- Opening Delimiter -
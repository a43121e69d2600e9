//! # chatpulse-core
//!
//! Core library for chatpulse - engagement statistics for exported WhatsApp
//! group chats.
//!
//! This library provides:
//! - A line-oriented transcript parser
//! - Alias merging of a member's several identities
//! - Per-member statistics, shares and a leaderboard
//! - Configuration management
//! - Logging infrastructure
//!
//! ## Architecture
//!
//! Data flows through three stages, each a pure function of its input and
//! the read-only [`GroupConfig`]:
//! - **Parse:** transcript lines → per-identity counts, logs and join dates
//! - **Merge:** raw identities → canonical members
//! - **Aggregate:** canonical members → [`Report`]
//!
//! ## Example
//!
//! ```rust,no_run
//! use chatpulse_core::{Analyser, Config};
//!
//! let config = Config::load().expect("failed to load config");
//! let transcript = std::fs::read("_chat.txt").expect("failed to read transcript");
//!
//! let analysis = Analyser::new(&config.group)
//!     .analyse(transcript)
//!     .expect("failed to analyse transcript");
//! println!("{} members", analysis.report.member_count);
//! ```

// Re-export commonly used items at the crate root
pub use config::{AliasEntry, AliasTable, Config, GroupConfig};
pub use error::{Error, Result};
pub use pipeline::{Analyser, Analysis};
pub use types::*;

// Public modules
pub mod analytics;
pub mod config;
pub mod error;
pub mod format;
pub mod ingest;
pub mod logging;
pub mod merge;
pub mod pipeline;
pub mod types;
- Closing Delimiter -
Goal of the exercise: What is needed is every line of the records that contains the word "identities".

Solution to this problem:
//! - Alias merging of a member's several identities
//! - **Merge:** raw identities → canonical members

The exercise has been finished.